화학공학소재연구정보센터
Journal of Physical Chemistry B, Vol.101, No.43, 8707-8716, 1997
EPR Line Shifts and Line-Shape Changes Due to Spin-Exchange of Nitroxide Free-Radicals in Liquids
An expression for the EPR line shape of a nitroxide free radical undergoing spin exchange in the slow exchange limit is derived and tested experimentally and against a rigorous theory. The line shape is the sum of the absorption and dispersion of Lorentzian lines, in which the dispersion component is of opposite signs for the outer lines and zero for the inner. The relative amplitude of the absorption and the dispersion is shown to be a linear function of the spin exchange frequency. Nonlinear least-squares fitting of the spectra allows the separation of the absorption and dispersion components determining their relative amplitudes to high precision yielding values of the spin exchange frequency that are of precision comparable to those derived from the more traditional line broadening.
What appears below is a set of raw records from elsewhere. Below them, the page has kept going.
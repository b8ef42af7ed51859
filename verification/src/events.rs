//! Audit events: one structured record per state transition.
//!
//! Events are buffered in a bounded FIFO and drained by the host, which
//! forwards them to its audit log. When the buffer is full the oldest event
//! is dropped.

use biogate_types::{MemberId, ReviewId, Timestamp};
use serde::Serialize;
use std::collections::VecDeque;

use crate::state::FailureCause;

/// Default capacity of the pending-event buffer.
pub const DEFAULT_EVENT_CAPACITY: usize = 4096;

#[derive(Clone, Debug, PartialEq, Eq, Serialize)]
#[serde(tag = "event", rename_all = "snake_case")]
pub enum AuditEvent {
    SessionCreated {
        member: MemberId,
        created_at: Timestamp,
        expires_at: Timestamp,
        forced: bool,
    },
    SessionExpired {
        member: MemberId,
        started_at: Timestamp,
        expired_at: Timestamp,
        attempts: u32,
    },
    SessionFailed {
        member: MemberId,
        cause: FailureCause,
        attempts: u32,
    },
    PunishmentApplied {
        member: MemberId,
        until: Timestamp,
        reason: String,
    },
    ReviewEscalated {
        member: MemberId,
        review_id: ReviewId,
        reason: String,
    },
    AutoApproved {
        member: MemberId,
        external_username: String,
        marker_removed: bool,
    },
    ReviewApproved {
        member: MemberId,
        review_id: ReviewId,
        moderator: MemberId,
    },
    ReviewDenied {
        member: MemberId,
        review_id: ReviewId,
        moderator: MemberId,
        reason: String,
    },
    ReviewPurged {
        member: MemberId,
        review_id: ReviewId,
    },
    DebugTriggered {
        actor: MemberId,
        member: MemberId,
    },
}

impl AuditEvent {
    pub fn kind(&self) -> &'static str {
        match self {
            Self::SessionCreated { .. } => "session_created",
            Self::SessionExpired { .. } => "session_expired",
            Self::SessionFailed { .. } => "session_failed",
            Self::PunishmentApplied { .. } => "punishment_applied",
            Self::ReviewEscalated { .. } => "review_escalated",
            Self::AutoApproved { .. } => "auto_approved",
            Self::ReviewApproved { .. } => "review_approved",
            Self::ReviewDenied { .. } => "review_denied",
            Self::ReviewPurged { .. } => "review_purged",
            Self::DebugTriggered { .. } => "debug_triggered",
        }
    }

    /// The member the event is about.
    pub fn member(&self) -> &MemberId {
        match self {
            Self::SessionCreated { member, .. }
            | Self::SessionExpired { member, .. }
            | Self::SessionFailed { member, .. }
            | Self::PunishmentApplied { member, .. }
            | Self::ReviewEscalated { member, .. }
            | Self::AutoApproved { member, .. }
            | Self::ReviewApproved { member, .. }
            | Self::ReviewDenied { member, .. }
            | Self::ReviewPurged { member, .. }
            | Self::DebugTriggered { member, .. } => member,
        }
    }
}

/// Bounded FIFO of events not yet drained.
#[derive(Debug)]
pub struct EventBuffer {
    events: VecDeque<AuditEvent>,
    capacity: usize,
    dropped: u64,
}

impl EventBuffer {
    pub fn new(capacity: usize) -> Self {
        Self {
            events: VecDeque::new(),
            capacity,
            dropped: 0,
        }
    }

    pub fn push(&mut self, event: AuditEvent) {
        if self.capacity == 0 {
            self.dropped += 1;
            return;
        }
        if self.events.len() >= self.capacity {
            self.events.pop_front();
            self.dropped += 1;
        }
        self.events.push_back(event);
    }

    pub fn drain(&mut self) -> Vec<AuditEvent> {
        self.events.drain(..).collect()
    }

    /// Events discarded because the buffer was full.
    pub fn dropped(&self) -> u64 {
        self.dropped
    }

    pub fn len(&self) -> usize {
        self.events.len()
    }

    pub fn is_empty(&self) -> bool {
        self.events.is_empty()
    }
}

#[cfg(test)]
mod tests {
    use super::*;

    fn purged(n: u8) -> AuditEvent {
        AuditEvent::ReviewPurged {
            member: MemberId::new(format!("m{n}")),
            review_id: format!("VR-0000{n:02X}").parse().unwrap(),
        }
    }

    #[test]
    fn drain_clears_buffer() {
        let mut buf = EventBuffer::new(8);
        buf.push(purged(1));
        assert_eq!(buf.drain().len(), 1);
        assert!(buf.drain().is_empty());
    }

    #[test]
    fn oldest_event_is_evicted_at_capacity() {
        let mut buf = EventBuffer::new(2);
        buf.push(purged(1));
        buf.push(purged(2));
        buf.push(purged(3));
        let drained = buf.drain();
        assert_eq!(drained, vec![purged(2), purged(3)]);
        assert_eq!(buf.dropped(), 1);
    }

    #[test]
    fn events_serialize_with_tag() {
        let json = serde_json::to_value(purged(1)).unwrap();
        assert_eq!(json["event"], "review_purged");
        assert_eq!(json["member"], "m1");
        assert_eq!(purged(1).kind(), "review_purged");
    }
}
This new way to measure spin exchange frequencies is attractive because there are no complications from dipolar interactions and no measurements at low concentrations are required. The resonance fields of the absorption component of the outer lines shift toward the center of the spectrum as the square of the spin exchange frequency and the observed positions of the lines shift even further due to the absorption-dispersion overlap. The observed shift is also a quadratic function of the spin exchange frequency and involves the unbroadened line width. Both shifts may be used to measure the spin exchange frequency; however, only the observed shift yields values that are of precision comparable with broadening and dispersion-amplitude techniques. The predictions of the theory are tested experimentally using peroxylamine disulfonate in 50 mM K2CO3 at 67 degrees C. At this elevated temperature, the concentration of the radical decreases at a convenient rate making it possible to study a wide concentration range without disturbing the sample. The line broadening was linear with the concentration with a coefficient of correlation r = 0.99996. The spin exchange frequency derived from the amplitude of the dispersion component was within less than 1% of that derived from line broadening and of comparable precision. Spin exchange frequencies derived from the shift of the lines were of lower precision yielding values of the spin exchange frequency about 2% lower than those found from line broadening.